IFBA enfrenta denúncias e judicialização em programa do MEC
Seleção de saberes tradicionais é questionada por falta de transparência
Redação NERO
07/01/26 9:03

O Instituto Federal da Bahia (IFBA) está no centro de uma polêmica em torno do Programa Escola Nacional Nego Bispo de Saberes Tradicionais, iniciativa do Ministério da Educação (MEC) com orçamento de R$ 7,5 milhões para valorizar saberes quilombolas, indígenas e de matriz africana. A seleção de propostas de cursos de extensão, que prevê apoio de até R$ 41,6 mil por projeto, passou a ser alvo de denúncias por falta de transparência nas etapas de entrevistas, composição de comissões e divulgação de notas.

Participantes que contestaram o processo afirmam que houve irregularidades desde a publicação dos avaliadores, que diferiram dos nomes oficialmente divulgados, até a opacidade na divulgação de pontuações individuais, o que teria prejudicado a possibilidade de recorrer. Uma proposta específica, “Raízes da Palavra”, apareceu como não habilitada e também como habilitada, gerando ainda mais questionamentos.

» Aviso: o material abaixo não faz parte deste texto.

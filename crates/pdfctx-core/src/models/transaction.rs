//! Transaction records produced by domain parsers.

use serde::Serialize;

/// One bank statement line.
///
/// Serializes with `Date, Description, Amount, Source` field names, the
/// column layout of the transactions CSV.
#[derive(Debug, Clone, PartialEq, Serialize)]
#[serde(rename_all = "PascalCase")]
pub struct Transaction {
    /// Date exactly as printed on the statement.
    pub date: String,

    /// Full row text the transaction was read from.
    pub description: String,

    /// Signed amount.
    pub amount: f64,

    /// Document the row came from (file stem).
    pub source: String,
}

#[cfg(test)]
mod tests {
    use super::*;
    use pretty_assertions::assert_eq;

    #[test]
    fn test_serialized_field_names() {
        let tx = Transaction {
            date: "15/01/2024".to_string(),
            description: "15/01/2024 Loyer -650,00".to_string(),
            amount: -650.0,
            source: "releve".to_string(),
        };

        let json = serde_json::to_value(&tx).unwrap();
        let mut keys: Vec<&str> = json.as_object().unwrap().keys().map(String::as_str).collect();
        keys.sort();
        assert_eq!(keys, vec!["Amount", "Date", "Description", "Source"]);
        assert_eq!(json["Amount"], serde_json::json!(-650.0));
    }
}
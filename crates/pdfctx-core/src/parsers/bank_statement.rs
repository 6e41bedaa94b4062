//! Bank statement rows: a date, a description and an amount.

use tracing::{debug, trace};

use super::{DocumentParser, ParseOutcome};
use crate::extraction::{join_row, Cell, Row};
use crate::models::Transaction;
use crate::normalize::patterns::{STATEMENT_AMOUNT, STATEMENT_DATE};

/// Reads one transaction per row that carries both a `DD/MM/YYYY` date and
/// a two-decimal amount.
///
/// The first date and the *last* amount of the row are used. On statements
/// that print a running balance after the transaction amount, the balance is
/// picked up instead of the amount. Cells are joined with spaces before
/// matching, so when the amount cell directly follows the date the year and
/// the amount's integer part read as one amount: `["15/01/2024", "45,50"]`
/// yields `2024 45` → `202445`.
#[derive(Debug, Clone, Default)]
pub struct BankStatementParser;

impl BankStatementParser {
    pub const NAME: &'static str = "bank_statement";

    pub fn new() -> Self {
        Self
    }

    /// Parse a single row; `None` when it is not a transaction line.
    pub fn parse_row(&self, row: &[Cell], source: &str) -> Option<Transaction> {
        let text = join_row(row);

        let date = STATEMENT_DATE.find(&text)?;
        let amount = STATEMENT_AMOUNT.find_iter(&text).last()?;

        let normalized: String = amount
            .as_str()
            .chars()
            .filter(|c| !c.is_whitespace())
            .map(|c| if c == ',' { '.' } else { c })
            .collect();

        match normalized.parse::<f64>() {
            Ok(value) => Some(Transaction {
                date: date.as_str().to_string(),
                description: text.clone(),
                amount: value,
                source: source.to_string(),
            }),
            Err(_) => {
                trace!("Skipping row with unparseable amount '{}': {}", amount.as_str(), text);
                None
            }
        }
    }
}

impl DocumentParser for BankStatementParser {
    fn name(&self) -> &str {
        Self::NAME
    }

    fn parse(&self, rows: &[Row], source: &str) -> ParseOutcome {
        let transactions: Vec<Transaction> = rows
            .iter()
            .filter_map(|row| self.parse_row(row, source))
            .collect();

        debug!(
            "Found {} transactions in {} rows of {}",
            transactions.len(),
            rows.len(),
            source
        );

        if transactions.is_empty() {
            ParseOutcome::NoTransactions {
                rows_scanned: rows.len(),
            }
        } else {
            ParseOutcome::Transactions(transactions)
        }
    }
}
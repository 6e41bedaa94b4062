//! Amount normalization for French, German and English formatting.

use super::patterns::{CURRENCY_CODE, CURRENCY_SYMBOL};
use super::{ExtractionMatch, FieldExtractor};
use crate::locale::LocaleConfig;

/// Convert a locale-formatted amount string to a number.
///
/// Currency symbols and codes are stripped, whitespace and thousands
/// separators removed, and the decimal separator mapped to `.`. Minus signs
/// are kept; leading plus signs are dropped. Returns `None` for empty or
/// unparseable input.
pub fn clean_amount(text: &str, locale: &LocaleConfig) -> Option<f64> {
    let text = text.trim();
    if text.is_empty() {
        return None;
    }

    let text = CURRENCY_SYMBOL.replace_all(text, "");
    let text = CURRENCY_CODE.replace_all(&text, "");

    let mut cleaned: String = text.chars().filter(|c| !c.is_whitespace()).collect();
    cleaned = cleaned.replace(locale.thousands_separator, "");
    if locale.decimal_separator != '.' {
        cleaned = cleaned.replace(locale.decimal_separator, ".");
    }

    cleaned
        .trim_start_matches('+')
        .parse::<f64>()
        .ok()
        .filter(|v| v.is_finite())
}

/// Finds amounts in free text using a locale's amount patterns.
///
/// Patterns are tried in order; every match of the first pattern that
/// matches at all is returned.
pub struct AmountExtractor<'a> {
    locale: &'a LocaleConfig,
}

impl<'a> AmountExtractor<'a> {
    pub fn new(locale: &'a LocaleConfig) -> Self {
        Self { locale }
    }
}

impl FieldExtractor for AmountExtractor<'_> {
    type Output = ExtractionMatch<f64>;

    fn extract(&self, text: &str) -> Option<Self::Output> {
        self.extract_all(text).into_iter().next()
    }

    fn extract_all(&self, text: &str) -> Vec<Self::Output> {
        for pattern in &self.locale.amount_patterns {
            let results: Vec<_> = pattern
                .find_iter(text)
                .filter_map(|m| {
                    let value = clean_amount(m.as_str(), self.locale)?;
                    Some(ExtractionMatch::new(value, m.as_str().trim()).with_position(m.start(), m.end()))
                })
                .collect();

            if !results.is_empty() {
                return results;
            }
        }

        Vec::new()
    }
}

O IFBA negou irregularidades e defendeu que as mudanças e retificações nos critérios visaram ampliar a participação de mestres tradicionais e corrigir falhas normativas. Mesmo assim, o caso ganhou contornos administrativos e judiciais, com ações no TCU, MPF e Justiça Federal, e parte das propostas segue com status sub judice enquanto a execução dos cursos ainda aguarda definição.